BRIEF:
Find the line holding "let patterns = CONTENTION_PATTERNS" in the entries below. Give it again exactly, along with every line after it up to and including the line holding "A timeout of".

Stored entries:
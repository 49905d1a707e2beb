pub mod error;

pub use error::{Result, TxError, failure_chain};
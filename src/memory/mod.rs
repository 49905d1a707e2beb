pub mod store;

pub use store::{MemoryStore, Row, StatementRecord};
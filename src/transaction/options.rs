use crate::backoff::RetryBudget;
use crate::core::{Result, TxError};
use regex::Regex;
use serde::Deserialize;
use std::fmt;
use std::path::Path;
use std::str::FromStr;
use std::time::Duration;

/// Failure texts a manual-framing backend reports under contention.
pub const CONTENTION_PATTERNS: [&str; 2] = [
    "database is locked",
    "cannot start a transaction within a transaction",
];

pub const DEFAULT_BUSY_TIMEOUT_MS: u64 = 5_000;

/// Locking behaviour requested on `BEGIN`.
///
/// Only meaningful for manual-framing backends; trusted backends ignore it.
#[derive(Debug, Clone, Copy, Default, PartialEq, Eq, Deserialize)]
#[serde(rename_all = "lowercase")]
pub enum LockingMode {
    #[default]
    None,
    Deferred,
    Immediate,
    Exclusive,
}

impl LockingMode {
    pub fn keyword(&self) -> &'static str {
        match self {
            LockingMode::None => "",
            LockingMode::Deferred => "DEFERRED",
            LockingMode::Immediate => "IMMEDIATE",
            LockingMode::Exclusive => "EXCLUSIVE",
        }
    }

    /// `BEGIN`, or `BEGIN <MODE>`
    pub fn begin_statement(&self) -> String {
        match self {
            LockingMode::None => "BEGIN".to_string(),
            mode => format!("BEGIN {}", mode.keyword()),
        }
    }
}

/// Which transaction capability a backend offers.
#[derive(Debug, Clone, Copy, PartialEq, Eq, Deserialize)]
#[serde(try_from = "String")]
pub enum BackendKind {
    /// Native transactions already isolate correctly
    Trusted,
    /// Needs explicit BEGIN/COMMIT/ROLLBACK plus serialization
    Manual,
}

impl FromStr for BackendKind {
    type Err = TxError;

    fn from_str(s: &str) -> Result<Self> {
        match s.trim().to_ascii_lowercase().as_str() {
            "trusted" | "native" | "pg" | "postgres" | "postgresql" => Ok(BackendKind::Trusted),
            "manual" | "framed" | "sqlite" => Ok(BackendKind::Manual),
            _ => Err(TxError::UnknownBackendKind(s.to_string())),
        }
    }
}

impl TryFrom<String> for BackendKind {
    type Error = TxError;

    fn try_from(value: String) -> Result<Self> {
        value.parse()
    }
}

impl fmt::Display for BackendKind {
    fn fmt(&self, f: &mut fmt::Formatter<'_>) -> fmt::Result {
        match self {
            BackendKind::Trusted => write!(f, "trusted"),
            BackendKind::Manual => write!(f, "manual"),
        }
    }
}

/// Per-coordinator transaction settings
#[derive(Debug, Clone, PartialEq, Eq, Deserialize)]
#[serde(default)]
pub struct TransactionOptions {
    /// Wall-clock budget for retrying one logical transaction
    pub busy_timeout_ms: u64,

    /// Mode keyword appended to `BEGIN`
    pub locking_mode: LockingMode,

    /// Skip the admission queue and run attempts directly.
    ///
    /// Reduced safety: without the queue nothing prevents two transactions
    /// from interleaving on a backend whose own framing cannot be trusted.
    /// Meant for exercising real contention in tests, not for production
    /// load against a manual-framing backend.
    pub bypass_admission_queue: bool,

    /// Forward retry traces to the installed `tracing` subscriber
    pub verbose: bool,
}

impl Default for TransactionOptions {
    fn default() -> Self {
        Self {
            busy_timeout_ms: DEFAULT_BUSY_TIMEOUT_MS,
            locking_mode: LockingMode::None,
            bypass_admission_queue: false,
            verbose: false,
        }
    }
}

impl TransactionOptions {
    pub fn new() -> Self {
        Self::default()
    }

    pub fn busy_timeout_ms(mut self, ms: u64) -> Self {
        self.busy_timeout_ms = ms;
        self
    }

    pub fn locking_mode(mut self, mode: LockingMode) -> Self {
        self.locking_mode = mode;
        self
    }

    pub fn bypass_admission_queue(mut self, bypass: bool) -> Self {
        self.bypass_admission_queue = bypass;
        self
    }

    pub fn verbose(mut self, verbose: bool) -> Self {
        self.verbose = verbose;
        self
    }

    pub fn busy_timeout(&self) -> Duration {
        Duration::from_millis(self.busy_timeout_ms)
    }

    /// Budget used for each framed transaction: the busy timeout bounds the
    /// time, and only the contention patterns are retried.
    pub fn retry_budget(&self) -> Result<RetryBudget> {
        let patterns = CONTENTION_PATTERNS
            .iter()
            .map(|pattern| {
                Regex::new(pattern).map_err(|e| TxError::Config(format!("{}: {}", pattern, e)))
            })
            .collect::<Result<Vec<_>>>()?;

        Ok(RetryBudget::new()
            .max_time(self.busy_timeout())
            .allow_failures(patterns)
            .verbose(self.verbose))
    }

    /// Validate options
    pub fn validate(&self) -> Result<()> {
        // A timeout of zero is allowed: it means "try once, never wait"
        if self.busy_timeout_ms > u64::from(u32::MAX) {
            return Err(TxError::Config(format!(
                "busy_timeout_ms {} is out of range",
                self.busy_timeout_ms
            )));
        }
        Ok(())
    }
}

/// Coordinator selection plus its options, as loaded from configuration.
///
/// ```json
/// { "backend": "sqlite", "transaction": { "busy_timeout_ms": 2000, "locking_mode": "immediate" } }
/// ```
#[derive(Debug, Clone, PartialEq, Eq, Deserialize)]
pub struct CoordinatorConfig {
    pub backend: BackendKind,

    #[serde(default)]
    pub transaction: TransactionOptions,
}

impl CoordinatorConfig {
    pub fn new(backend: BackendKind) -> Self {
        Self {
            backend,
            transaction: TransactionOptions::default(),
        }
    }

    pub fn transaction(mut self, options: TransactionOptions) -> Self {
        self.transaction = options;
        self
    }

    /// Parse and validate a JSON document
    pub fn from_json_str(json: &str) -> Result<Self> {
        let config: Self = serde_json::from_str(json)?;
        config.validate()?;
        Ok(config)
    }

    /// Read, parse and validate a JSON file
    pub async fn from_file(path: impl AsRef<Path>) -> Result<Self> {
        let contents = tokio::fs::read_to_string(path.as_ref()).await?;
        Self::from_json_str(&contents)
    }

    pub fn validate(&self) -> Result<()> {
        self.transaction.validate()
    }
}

--

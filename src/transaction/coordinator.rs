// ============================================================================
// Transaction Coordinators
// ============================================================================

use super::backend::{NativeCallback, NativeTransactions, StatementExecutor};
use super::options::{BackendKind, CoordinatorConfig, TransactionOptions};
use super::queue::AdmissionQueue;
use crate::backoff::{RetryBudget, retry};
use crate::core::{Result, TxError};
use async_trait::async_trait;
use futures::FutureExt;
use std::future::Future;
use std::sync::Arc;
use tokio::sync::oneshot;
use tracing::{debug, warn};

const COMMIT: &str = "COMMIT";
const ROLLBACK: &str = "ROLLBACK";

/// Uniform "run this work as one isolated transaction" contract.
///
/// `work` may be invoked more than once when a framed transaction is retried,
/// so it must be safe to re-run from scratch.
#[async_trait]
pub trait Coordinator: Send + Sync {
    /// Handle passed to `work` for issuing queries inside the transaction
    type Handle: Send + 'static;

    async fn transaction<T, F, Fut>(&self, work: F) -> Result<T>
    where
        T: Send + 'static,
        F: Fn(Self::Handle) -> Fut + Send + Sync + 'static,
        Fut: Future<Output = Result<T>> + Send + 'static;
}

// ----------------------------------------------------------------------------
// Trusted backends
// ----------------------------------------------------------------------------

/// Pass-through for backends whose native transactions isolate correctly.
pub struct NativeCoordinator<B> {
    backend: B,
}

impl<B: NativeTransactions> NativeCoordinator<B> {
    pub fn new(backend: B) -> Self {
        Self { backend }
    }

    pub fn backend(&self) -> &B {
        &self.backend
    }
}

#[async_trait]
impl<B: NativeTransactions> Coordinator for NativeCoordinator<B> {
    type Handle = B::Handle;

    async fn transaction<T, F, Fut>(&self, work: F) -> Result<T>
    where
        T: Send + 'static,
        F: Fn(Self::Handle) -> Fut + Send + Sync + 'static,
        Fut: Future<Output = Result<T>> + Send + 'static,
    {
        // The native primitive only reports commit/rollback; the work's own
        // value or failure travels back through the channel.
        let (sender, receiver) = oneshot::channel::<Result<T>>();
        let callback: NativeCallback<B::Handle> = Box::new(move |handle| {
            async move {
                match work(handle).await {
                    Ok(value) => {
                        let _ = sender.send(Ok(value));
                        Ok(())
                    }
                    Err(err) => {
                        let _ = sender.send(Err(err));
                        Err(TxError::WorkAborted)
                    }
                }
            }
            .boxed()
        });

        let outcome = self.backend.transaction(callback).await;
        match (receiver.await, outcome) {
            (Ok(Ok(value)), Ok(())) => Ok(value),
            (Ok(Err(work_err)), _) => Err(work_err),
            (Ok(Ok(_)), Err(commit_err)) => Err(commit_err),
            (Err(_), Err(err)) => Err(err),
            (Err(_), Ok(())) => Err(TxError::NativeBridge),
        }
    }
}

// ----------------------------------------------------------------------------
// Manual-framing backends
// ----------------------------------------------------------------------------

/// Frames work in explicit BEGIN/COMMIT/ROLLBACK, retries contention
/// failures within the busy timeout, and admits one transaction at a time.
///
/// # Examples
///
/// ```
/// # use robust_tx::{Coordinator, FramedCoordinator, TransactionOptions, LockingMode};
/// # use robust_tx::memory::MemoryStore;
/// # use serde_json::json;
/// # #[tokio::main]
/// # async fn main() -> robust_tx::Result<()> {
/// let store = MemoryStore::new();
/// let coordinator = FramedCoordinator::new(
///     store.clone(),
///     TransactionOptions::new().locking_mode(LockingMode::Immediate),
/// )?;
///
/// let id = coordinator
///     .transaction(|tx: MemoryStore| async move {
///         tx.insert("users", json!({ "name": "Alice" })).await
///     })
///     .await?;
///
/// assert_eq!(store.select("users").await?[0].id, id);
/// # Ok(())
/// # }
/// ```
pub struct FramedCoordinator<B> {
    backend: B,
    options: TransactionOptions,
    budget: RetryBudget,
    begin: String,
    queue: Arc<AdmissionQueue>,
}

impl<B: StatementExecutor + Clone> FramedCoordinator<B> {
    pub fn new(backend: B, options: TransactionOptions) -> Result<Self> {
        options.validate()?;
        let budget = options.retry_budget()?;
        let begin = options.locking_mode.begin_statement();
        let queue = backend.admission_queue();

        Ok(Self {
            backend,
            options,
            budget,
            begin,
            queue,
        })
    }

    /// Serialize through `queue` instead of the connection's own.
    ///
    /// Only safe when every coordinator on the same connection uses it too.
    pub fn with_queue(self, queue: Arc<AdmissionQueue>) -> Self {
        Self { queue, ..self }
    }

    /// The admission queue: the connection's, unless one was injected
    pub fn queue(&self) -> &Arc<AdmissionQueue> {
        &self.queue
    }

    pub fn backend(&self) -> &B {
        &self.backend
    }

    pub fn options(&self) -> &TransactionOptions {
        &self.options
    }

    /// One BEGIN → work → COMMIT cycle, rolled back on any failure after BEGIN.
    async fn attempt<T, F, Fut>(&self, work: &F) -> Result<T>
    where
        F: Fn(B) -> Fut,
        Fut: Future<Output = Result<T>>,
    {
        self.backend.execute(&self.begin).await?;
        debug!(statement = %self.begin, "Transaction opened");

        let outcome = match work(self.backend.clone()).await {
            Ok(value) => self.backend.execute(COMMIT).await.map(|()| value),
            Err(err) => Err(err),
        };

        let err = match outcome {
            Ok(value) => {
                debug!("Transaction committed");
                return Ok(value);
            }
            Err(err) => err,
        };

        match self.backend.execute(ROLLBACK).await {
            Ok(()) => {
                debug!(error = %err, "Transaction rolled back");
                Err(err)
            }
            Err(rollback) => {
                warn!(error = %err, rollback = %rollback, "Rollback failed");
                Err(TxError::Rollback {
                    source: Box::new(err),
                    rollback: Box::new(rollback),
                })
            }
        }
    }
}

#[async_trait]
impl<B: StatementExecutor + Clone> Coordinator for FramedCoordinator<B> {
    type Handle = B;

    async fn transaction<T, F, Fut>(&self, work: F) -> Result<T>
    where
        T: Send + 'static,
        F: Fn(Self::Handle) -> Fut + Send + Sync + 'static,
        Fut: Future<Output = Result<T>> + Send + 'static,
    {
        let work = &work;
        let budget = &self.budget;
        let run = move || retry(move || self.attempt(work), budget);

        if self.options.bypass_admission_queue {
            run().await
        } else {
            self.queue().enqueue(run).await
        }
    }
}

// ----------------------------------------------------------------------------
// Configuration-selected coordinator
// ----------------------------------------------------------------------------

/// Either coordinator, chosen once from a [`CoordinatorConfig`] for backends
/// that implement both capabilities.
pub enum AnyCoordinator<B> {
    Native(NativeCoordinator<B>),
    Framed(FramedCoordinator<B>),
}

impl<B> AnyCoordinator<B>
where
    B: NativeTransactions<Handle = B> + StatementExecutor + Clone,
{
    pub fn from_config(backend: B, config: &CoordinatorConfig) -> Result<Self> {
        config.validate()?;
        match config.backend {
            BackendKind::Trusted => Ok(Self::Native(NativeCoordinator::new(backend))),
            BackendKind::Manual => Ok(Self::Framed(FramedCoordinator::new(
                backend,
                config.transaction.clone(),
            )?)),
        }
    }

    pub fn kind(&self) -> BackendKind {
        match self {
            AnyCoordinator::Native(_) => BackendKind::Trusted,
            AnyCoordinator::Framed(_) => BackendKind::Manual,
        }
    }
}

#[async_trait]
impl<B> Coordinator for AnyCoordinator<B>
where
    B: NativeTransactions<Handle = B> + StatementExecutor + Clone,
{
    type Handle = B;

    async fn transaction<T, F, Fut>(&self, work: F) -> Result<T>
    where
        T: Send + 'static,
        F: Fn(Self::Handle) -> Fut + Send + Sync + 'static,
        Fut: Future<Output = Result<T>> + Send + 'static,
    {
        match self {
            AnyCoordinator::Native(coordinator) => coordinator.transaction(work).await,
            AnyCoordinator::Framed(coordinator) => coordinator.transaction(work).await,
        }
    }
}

WRITTEN SOLUTION:
        let patterns = CONTENTION_PATTERNS
            .iter()
            .map(|pattern| {
                Regex::new(pattern).map_err(|e| TxError::Config(format!("{}: {}", pattern, e)))
            })
            .collect::<Result<Vec<_>>>()?;

        Ok(RetryBudget::new()
            .max_time(self.busy_timeout())
            .allow_failures(patterns)
            .verbose(self.verbose))
    }

    /// Validate options
    pub fn validate(&self) -> Result<()> {
        // A timeout of zero is allowed: it means "try once, never wait"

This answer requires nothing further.